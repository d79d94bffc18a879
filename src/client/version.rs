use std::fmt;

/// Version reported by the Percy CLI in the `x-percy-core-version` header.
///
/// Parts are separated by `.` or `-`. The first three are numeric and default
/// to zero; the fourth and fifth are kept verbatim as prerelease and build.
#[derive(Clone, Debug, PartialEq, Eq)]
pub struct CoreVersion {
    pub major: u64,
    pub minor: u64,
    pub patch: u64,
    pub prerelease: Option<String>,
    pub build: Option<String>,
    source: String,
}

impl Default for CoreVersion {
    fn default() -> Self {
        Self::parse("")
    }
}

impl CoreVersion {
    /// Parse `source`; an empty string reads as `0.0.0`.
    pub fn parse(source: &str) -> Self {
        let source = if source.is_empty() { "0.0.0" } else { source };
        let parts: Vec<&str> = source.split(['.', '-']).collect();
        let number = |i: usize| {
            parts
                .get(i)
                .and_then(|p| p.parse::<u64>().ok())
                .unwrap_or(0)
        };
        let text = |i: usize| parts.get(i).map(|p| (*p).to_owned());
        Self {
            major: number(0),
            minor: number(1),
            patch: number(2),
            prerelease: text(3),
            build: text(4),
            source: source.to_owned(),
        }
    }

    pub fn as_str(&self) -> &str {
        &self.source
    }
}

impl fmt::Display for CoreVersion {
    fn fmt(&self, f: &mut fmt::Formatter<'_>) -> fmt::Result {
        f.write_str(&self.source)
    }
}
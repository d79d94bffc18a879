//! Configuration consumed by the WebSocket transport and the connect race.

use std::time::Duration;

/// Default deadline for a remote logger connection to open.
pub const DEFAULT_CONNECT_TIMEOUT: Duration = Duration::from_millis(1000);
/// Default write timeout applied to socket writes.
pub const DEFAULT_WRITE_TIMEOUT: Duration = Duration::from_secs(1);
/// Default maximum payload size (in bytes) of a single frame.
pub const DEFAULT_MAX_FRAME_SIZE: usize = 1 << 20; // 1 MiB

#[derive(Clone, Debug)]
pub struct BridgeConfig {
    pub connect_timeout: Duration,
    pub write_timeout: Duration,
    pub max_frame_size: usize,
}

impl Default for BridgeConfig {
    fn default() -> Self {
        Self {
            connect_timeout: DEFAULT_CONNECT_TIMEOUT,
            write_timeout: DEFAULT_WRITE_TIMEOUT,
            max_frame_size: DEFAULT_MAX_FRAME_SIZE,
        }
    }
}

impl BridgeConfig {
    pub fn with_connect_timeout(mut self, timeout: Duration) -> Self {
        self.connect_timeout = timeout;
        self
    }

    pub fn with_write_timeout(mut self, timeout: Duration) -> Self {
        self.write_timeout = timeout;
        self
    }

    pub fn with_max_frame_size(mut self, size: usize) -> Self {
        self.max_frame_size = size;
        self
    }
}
...
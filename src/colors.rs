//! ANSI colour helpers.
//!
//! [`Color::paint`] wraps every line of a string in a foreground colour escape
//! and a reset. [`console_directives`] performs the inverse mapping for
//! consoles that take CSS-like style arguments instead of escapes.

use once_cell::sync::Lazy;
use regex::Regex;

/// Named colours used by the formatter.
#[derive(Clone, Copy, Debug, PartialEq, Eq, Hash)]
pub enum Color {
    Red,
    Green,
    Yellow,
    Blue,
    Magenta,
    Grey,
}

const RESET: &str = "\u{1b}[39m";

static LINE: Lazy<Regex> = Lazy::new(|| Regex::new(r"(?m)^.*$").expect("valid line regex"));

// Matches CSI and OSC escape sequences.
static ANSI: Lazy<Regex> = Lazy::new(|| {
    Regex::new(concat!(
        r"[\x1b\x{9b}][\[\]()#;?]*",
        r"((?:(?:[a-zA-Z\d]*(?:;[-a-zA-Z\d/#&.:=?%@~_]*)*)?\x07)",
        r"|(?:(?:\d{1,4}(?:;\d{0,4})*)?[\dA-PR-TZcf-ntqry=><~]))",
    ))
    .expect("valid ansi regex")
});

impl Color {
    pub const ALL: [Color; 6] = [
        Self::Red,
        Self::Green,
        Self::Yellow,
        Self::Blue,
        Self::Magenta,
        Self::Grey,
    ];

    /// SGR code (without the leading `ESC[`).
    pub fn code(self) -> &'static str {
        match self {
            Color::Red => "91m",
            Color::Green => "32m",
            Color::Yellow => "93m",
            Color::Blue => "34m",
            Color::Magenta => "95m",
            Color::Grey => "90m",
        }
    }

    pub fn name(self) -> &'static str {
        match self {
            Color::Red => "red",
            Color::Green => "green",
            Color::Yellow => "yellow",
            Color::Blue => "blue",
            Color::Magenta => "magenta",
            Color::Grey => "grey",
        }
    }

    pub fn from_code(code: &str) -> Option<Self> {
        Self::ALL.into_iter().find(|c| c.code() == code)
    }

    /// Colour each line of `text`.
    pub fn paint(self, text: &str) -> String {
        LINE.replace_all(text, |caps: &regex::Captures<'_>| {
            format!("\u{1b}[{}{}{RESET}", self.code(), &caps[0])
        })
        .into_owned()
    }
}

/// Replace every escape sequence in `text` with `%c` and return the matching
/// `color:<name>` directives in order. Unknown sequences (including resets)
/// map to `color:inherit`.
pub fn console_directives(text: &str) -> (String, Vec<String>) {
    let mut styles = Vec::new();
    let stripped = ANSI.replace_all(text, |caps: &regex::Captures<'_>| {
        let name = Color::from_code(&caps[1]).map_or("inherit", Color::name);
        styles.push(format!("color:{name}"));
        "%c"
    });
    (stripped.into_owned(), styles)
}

WORK INSTRUCTION
Each line of the listing above that includes the word "filename" is to be counted, and only the total reported.

REPLY
2